## TASK INSTRUCTIONS:
Once you have read the entries below, write them all out again exactly.

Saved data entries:
- Opening Delimiter -

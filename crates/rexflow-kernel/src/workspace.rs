//! Run workspaces
//!
//! A workspace is a fresh directory next to the source configuration holding
//! one canonical copy of it (`fit.conf`). Every unit runs with the workspace
//! as its working directory, so the fitter's relative outputs land inside it.

use crate::error::PipelineError;
use rexflow_config::Document;
use std::path::{Path, PathBuf};

/// Name of the configuration copy inside a workspace
pub const CONFIG_NAME: &str = "fit.conf";

/// Marker selecting the histogram files copied from a previous run
pub const HISTOGRAM_SUFFIX: &str = "histos.root";

/// An exclusively created run directory
#[derive(Debug, Clone, PartialEq, Eq)]
pub struct Workspace {
    root: PathBuf,
}

impl Workspace {
    /// Directory a run of `config` would use
    ///
    /// `<parent>/<stem>.<label>[.<suffix>].d`
    #[must_use]
    pub fn path_for(config: &Path, label: &str, suffix: Option<&str>) -> PathBuf {
        let stem = config
            .file_stem()
            .map_or_else(|| "config".into(), |s| s.to_string_lossy());
        let name = match suffix.filter(|s| !s.is_empty()) {
            Some(suffix) => format!("{stem}.{label}.{suffix}.d"),
            None => format!("{stem}.{label}.d"),
        };
        config.parent().unwrap_or_else(|| Path::new(".")).join(name)
    }

    /// Create the workspace for `config` and copy it in
    ///
    /// # Errors
    /// `PipelineError::WorkspaceExists` when the directory is already there,
    /// `PipelineError::Io` on any other filesystem failure.
    pub fn create(config: &Path, label: &str, suffix: Option<&str>) -> Result<Self, PipelineError> {
        let dir = Self::path_for(config, label, suffix);
        let workspace = Self::create_dir(&dir)?;
        let target = workspace.config_path();
        std::fs::copy(config, &target).map_err(|e| PipelineError::io(config, e))?;
        tracing::info!(workspace = %workspace.root.display(), "created workspace");
        Ok(workspace)
    }

    /// Create a workspace at `dir` holding `document` as its configuration
    ///
    /// # Errors
    /// As [`Workspace::create`].
    pub fn create_with_document(dir: &Path, document: &Document) -> Result<Self, PipelineError> {
        let workspace = Self::create_dir(dir)?;
        document.write(workspace.config_path())?;
        tracing::info!(workspace = %workspace.root.display(), "created workspace");
        Ok(workspace)
    }

    /// Open an existing workspace
    ///
    /// # Errors
    /// `PipelineError::Io` if the directory has no configuration copy.
    pub fn open(dir: &Path) -> Result<Self, PipelineError> {
        let root = std::fs::canonicalize(dir).map_err(|e| PipelineError::io(dir, e))?;
        let workspace = Self { root };
        let config = workspace.config_path();
        if !config.is_file() {
            return Err(PipelineError::io(
                config,
                std::io::Error::from(std::io::ErrorKind::NotFound),
            ));
        }
        Ok(workspace)
    }

    fn create_dir(dir: &Path) -> Result<Self, PipelineError> {
        match std::fs::create_dir(dir) {
            Ok(()) => {}
            Err(e) if e.kind() == std::io::ErrorKind::AlreadyExists => {
                return Err(PipelineError::WorkspaceExists(dir.to_path_buf()));
            }
            Err(e) => return Err(PipelineError::io(dir, e)),
        }
        let root = std::fs::canonicalize(dir).map_err(|e| PipelineError::io(dir, e))?;
        Ok(Self { root })
    }

    /// Absolute workspace directory
    #[inline]
    #[must_use]
    pub fn root(&self) -> &Path {
        &self.root
    }

    /// Absolute path of the configuration copy
    #[inline]
    #[must_use]
    pub fn config_path(&self) -> PathBuf {
        self.root.join(CONFIG_NAME)
    }

    /// Parse the configuration copy
    ///
    /// # Errors
    /// Read or parse failures of the copy.
    pub fn document(&self) -> Result<Document, PipelineError> {
        Ok(Document::read(self.config_path())?)
    }

    /// Where the fitter keeps histograms for job `job_name`
    #[must_use]
    pub fn histograms_dir(&self, job_name: &str) -> PathBuf {
        self.root.join(job_name).join("Histograms")
    }

    /// Copy every `*histos.root` file from `source` into the histogram directory
    ///
    /// Returns the number of files copied.
    ///
    /// # Errors
    /// `PipelineError::Io` if `source` cannot be listed or a copy fails.
    pub fn copy_histograms_from(&self, source: &Path, job_name: &str) -> Result<usize, PipelineError> {
        let target = self.histograms_dir(job_name);
        std::fs::create_dir_all(&target).map_err(|e| PipelineError::io(&target, e))?;

        let entries = std::fs::read_dir(source).map_err(|e| PipelineError::io(source, e))?;
        let mut copied = 0;
        for entry in entries {
            let entry = entry.map_err(|e| PipelineError::io(source, e))?;
            let path = entry.path();
            let matches = path
                .file_name()
                .and_then(|n| n.to_str())
                .is_some_and(|n| n.ends_with(HISTOGRAM_SUFFIX));
            if !matches || !path.is_file() {
                continue;
            }
            let dest = target.join(entry.file_name());
            std::fs::copy(&path, &dest).map_err(|e| PipelineError::io(&path, e))?;
            copied += 1;
        }
        if copied == 0 {
            tracing::warn!(source = %source.display(), "no histogram files found to copy");
        } else {
            tracing::info!(copied, target = %target.display(), "copied histograms");
        }
        Ok(copied)
    }
}
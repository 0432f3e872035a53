//! rexflow configuration layer
//!
//! Parses TRExFitter-style configuration text into a structured
//! [`Document`] of typed [`Block`]s, edits it at field level, and renders it
//! back.
//!
//! # Format
//!
//! ```text
//! Job: "tW"
//!   SummaryPlotRegions: reg1j1b,reg2j1b
//!
//! Region: "reg1j1b"
//!   Type: SIGNAL
//!
//! Systematic: "ttbar_PS"
//!   SubCategory: "Modeling"
//! ```
//!
//! Blocks are separated by exactly one blank line and the `Job` block is
//! always first.
//!
//! # Example
//!
//! ```rust,ignore
//! use rexflow_config::{BlockKind, Document};
//!
//! let doc = Document::read("fit.conf")?;
//! let trimmed = doc.drop_region("reg1j1b").drop_systematics(&["ttbar_PS"]);
//! assert!(!trimmed.titles_of(BlockKind::Region).contains("reg1j1b"));
//! trimmed.write("fit.conf")?;
//! ```

#![warn(missing_docs)]
#![warn(unreachable_pub)]

pub mod blind;
pub mod block;
pub mod document;
pub mod error;
pub mod template;

pub use blind::{toggle_asimov, unblind, AsimovState};
pub use block::{Block, BlockKind, Entry, Field};
pub use document::{Document, TitleMode, BLOCK_DELIMITER, FIT_BLIND, SUMMARY_PLOT_REGIONS};
pub use error::{ConfigError, ConfigResult, TemplateError};
pub use template::{BlockLayout, Layout};

/// Version of this crate
pub const VERSION: &str = env!("CARGO_PKG_VERSION");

- Closing Delimiter -

## RESPONSE AREA:
filename crates/rexflow-kernel/src/workspace.rs
//! Run workspaces
//!
//! A workspace is a fresh directory next to the source configuration holding
//! one canonical copy of it (`fit.conf`). Every unit runs with the workspace
//! as its working directory, so the fitter's relative outputs land inside it.

use crate::error::PipelineError;
use rexflow_config::Document;
use std::path::{Path, PathBuf};

/// Name of the configuration copy inside a workspace
pub const CONFIG_NAME: &str = "fit.conf";

/// Marker selecting the histogram files copied from a previous run
pub const HISTOGRAM_SUFFIX: &str = "histos.root";

/// An exclusively created run directory
#[derive(Debug, Clone, PartialEq, Eq)]
pub struct Workspace {
    root: PathBuf,
}

impl Workspace {
    /// Directory a run of `config` would use
    ///
    /// `<parent>/<stem>.<label>[.<suffix>].d`
    #[must_use]
    pub fn path_for(config: &Path, label: &str, suffix: Option<&str>) -> PathBuf {
        let stem = config
            .file_stem()
            .map_or_else(|| "config".into(), |s| s.to_string_lossy());
        let name = match suffix.filter(|s| !s.is_empty()) {
            Some(suffix) => format!("{stem}.{label}.{suffix}.d"),
            None => format!("{stem}.{label}.d"),
        };
        config.parent().unwrap_or_else(|| Path::new(".")).join(name)
    }

    /// Create the workspace for `config` and copy it in
    ///
    /// # Errors
    /// `PipelineError::WorkspaceExists` when the directory is already there,
    /// `PipelineError::Io` on any other filesystem failure.
    pub fn create(config: &Path, label: &str, suffix: Option<&str>) -> Result<Self, PipelineError> {
        let dir = Self::path_for(config, label, suffix);
        let workspace = Self::create_dir(&dir)?;
        let target = workspace.config_path();
        std::fs::copy(config, &target).map_err(|e| PipelineError::io(config, e))?;
        tracing::info!(workspace = %workspace.root.display(), "created workspace");
        Ok(workspace)
    }

    /// Create a workspace at `dir` holding `document` as its configuration
    ///
    /// # Errors
    /// As [`Workspace::create`].
    pub fn create_with_document(dir: &Path, document: &Document) -> Result<Self, PipelineError> {
        let workspace = Self::create_dir(dir)?;
        document.write(workspace.config_path())?;
        tracing::info!(workspace = %workspace.root.display(), "created workspace");
        Ok(workspace)
    }

    /// Open an existing workspace
    ///
    /// # Errors
    /// `PipelineError::Io` if the directory has no configuration copy.
    pub fn open(dir: &Path) -> Result<Self, PipelineError> {
        let root = std::fs::canonicalize(dir).map_err(|e| PipelineError::io(dir, e))?;
        let workspace = Self { root };
        let config = workspace.config_path();
        if !config.is_file() {
            return Err(PipelineError::io(
                config,
                std::io::Error::from(std::io::ErrorKind::NotFound),
            ));
        }
        Ok(workspace)
    }

    fn create_dir(dir: &Path) -> Result<Self, PipelineError> {
        match std::fs::create_dir(dir) {
            Ok(()) => {}
            Err(e) if e.kind() == std::io::ErrorKind::AlreadyExists => {
                return Err(PipelineError::WorkspaceExists(dir.to_path_buf()));
            }
            Err(e) => return Err(PipelineError::io(dir, e)),
        }
        let root = std::fs::canonicalize(dir).map_err(|e| PipelineError::io(dir, e))?;
        Ok(Self { root })
    }

    /// Absolute workspace directory
    #[inline]
    #[must_use]
    pub fn root(&self) -> &Path {
        &self.root
    }

    /// Absolute path of the configuration copy
    #[inline]
    #[must_use]
    pub fn config_path(&self) -> PathBuf {
        self.root.join(CONFIG_NAME)
    }

    /// Parse the configuration copy
    ///
    /// # Errors
    /// Read or parse failures of the copy.
    pub fn document(&self) -> Result<Document, PipelineError> {
        Ok(Document::read(self.config_path())?)
    }

    /// Where the fitter keeps histograms for job `job_name`
    #[must_use]
    pub fn histograms_dir(&self, job_name: &str) -> PathBuf {
        self.root.join(job_name).join("Histograms")
    }

    /// Copy every `*histos.root` file from `source` into the histogram directory
    ///
    /// Returns the number of files copied.
    ///
    /// # Errors
    /// `PipelineError::Io` if `source` cannot be listed or a copy fails.
    pub fn copy_histograms_from(&self, source: &Path, job_name: &str) -> Result<usize, PipelineError> {
        let target = self.histograms_dir(job_name);
        std::fs::create_dir_all(&target).map_err(|e| PipelineError::io(&target, e))?;

        let entries = std::fs::read_dir(source).map_err(|e| PipelineError::io(source, e))?;
        let mut copied = 0;
        for entry in entries {
            let entry = entry.map_err(|e| PipelineError::io(source, e))?;
            let path = entry.path();
            let matches = path
                .file_name()
                .and_then(|n| n.to_str())
                .is_some_and(|n| n.ends_with(HISTOGRAM_SUFFIX));
            if !matches || !path.is_file() {
                continue;
            }
            let dest = target.join(entry.file_name());
            std::fs::copy(&path, &dest).map_err(|e| PipelineError::io(&path, e))?;
            copied += 1;
        }
        if copied == 0 {
            tracing::warn!(source = %source.display(), "no histogram files found to copy");
        } else {
            tracing::info!(copied, target = %target.display(), "copied histograms");
        }
        Ok(copied)
    }
}
repository 0432f3e872035a53
//! rexflow configuration layer
//!
//! Parses TRExFitter-style configuration text into a structured
//! [`Document`] of typed [`Block`]s, edits it at field level, and renders it
//! back.
//!
//! # Format
//!
//! ```text
//! Job: "tW"
//!   SummaryPlotRegions: reg1j1b,reg2j1b
//!
//! Region: "reg1j1b"
//!   Type: SIGNAL
//!
//! Systematic: "ttbar_PS"
//!   SubCategory: "Modeling"
//! ```
//!
//! Blocks are separated by exactly one blank line and the `Job` block is
//! always first.
//!
//! # Example
//!
//! ```rust,ignore
//! use rexflow_config::{BlockKind, Document};
//!
//! let doc = Document::read("fit.conf")?;
//! let trimmed = doc.drop_region("reg1j1b").drop_systematics(&["ttbar_PS"]);
//! assert!(!trimmed.titles_of(BlockKind::Region).contains("reg1j1b"));
//! trimmed.write("fit.conf")?;
//! ```

#![warn(missing_docs)]
#![warn(unreachable_pub)]

pub mod blind;
pub mod block;
pub mod document;
pub mod error;
pub mod template;

pub use blind::{toggle_asimov, unblind, AsimovState};
pub use block::{Block, BlockKind, Entry, Field};
pub use document::{Document, TitleMode, BLOCK_DELIMITER, FIT_BLIND, SUMMARY_PLOT_REGIONS};
pub use error::{ConfigError, ConfigResult, TemplateError};
pub use template::{BlockLayout, Layout};

/// Version of this crate
pub const VERSION: &str = env!("CARGO_PKG_VERSION");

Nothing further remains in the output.